**Problem details:** Whenever "their" occurs in a line of the material, list that line.
*** Information given ***
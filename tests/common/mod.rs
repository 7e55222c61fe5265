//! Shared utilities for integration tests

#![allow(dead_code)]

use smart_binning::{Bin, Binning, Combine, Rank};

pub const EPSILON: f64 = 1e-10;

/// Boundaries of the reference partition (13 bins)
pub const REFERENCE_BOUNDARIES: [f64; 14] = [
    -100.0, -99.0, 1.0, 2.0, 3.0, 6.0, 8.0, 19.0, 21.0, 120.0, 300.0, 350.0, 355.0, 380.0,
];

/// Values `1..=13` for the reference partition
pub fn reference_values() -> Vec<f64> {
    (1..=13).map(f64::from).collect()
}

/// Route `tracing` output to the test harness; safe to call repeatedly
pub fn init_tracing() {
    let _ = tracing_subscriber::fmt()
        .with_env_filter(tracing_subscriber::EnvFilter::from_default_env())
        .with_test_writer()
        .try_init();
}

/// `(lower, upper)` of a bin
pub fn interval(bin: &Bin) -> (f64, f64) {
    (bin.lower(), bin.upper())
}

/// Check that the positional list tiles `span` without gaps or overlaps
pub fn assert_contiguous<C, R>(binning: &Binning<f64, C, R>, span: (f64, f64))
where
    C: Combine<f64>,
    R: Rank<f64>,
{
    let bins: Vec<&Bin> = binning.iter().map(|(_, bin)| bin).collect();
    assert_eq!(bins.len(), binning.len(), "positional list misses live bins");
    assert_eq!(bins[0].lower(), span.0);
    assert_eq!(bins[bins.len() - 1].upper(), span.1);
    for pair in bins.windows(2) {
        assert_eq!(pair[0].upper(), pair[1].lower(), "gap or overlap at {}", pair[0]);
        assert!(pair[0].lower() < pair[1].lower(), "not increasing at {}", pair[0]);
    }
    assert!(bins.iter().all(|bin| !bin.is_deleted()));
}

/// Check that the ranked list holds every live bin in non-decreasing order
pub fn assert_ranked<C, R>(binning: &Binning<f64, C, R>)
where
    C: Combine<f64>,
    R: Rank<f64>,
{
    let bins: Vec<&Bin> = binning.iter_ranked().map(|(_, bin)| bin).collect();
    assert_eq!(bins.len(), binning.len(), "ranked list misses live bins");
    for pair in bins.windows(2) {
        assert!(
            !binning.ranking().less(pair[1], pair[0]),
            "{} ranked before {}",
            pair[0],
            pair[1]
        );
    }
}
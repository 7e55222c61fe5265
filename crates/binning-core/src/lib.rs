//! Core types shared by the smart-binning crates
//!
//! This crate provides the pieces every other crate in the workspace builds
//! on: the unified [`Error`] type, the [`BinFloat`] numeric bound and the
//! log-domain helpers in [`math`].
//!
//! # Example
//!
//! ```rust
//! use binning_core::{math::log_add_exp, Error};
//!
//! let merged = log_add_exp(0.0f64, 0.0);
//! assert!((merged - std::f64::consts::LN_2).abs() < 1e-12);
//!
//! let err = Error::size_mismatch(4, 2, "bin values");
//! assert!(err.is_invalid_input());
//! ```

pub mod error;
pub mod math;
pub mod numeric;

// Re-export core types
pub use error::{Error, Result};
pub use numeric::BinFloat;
*** End of Information given ***
*** Information given ***
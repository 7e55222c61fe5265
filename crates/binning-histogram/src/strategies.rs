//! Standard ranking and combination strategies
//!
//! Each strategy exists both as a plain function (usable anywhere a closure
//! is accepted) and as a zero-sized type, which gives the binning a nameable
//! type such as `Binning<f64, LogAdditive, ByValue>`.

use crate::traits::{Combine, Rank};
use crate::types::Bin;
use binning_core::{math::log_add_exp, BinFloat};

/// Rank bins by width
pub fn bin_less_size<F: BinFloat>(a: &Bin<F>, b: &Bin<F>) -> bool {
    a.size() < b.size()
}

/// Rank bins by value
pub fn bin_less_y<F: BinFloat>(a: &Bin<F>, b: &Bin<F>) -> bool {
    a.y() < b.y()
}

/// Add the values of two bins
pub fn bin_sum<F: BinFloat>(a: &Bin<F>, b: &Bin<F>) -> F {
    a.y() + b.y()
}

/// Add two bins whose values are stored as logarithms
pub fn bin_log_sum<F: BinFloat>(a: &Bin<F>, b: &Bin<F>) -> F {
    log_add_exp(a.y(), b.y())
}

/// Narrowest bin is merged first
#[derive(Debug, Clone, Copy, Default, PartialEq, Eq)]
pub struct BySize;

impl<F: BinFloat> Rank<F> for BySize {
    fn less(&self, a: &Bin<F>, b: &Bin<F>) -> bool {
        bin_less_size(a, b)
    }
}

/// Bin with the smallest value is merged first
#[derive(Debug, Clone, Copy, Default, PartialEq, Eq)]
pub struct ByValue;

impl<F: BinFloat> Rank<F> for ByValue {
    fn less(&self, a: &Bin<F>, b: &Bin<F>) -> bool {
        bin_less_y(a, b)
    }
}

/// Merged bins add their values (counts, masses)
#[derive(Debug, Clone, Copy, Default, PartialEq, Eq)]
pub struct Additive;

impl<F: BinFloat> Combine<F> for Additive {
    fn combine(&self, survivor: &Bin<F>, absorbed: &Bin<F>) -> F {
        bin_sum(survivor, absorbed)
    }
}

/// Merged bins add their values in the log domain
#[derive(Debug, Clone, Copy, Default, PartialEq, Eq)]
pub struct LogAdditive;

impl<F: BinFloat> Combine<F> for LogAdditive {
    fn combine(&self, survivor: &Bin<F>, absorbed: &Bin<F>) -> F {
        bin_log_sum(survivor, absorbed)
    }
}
*** End of Information given ***
**Answer for the task:**
/// Merged bins add their values (counts, masses)
/// Merged bins add their values in the log domain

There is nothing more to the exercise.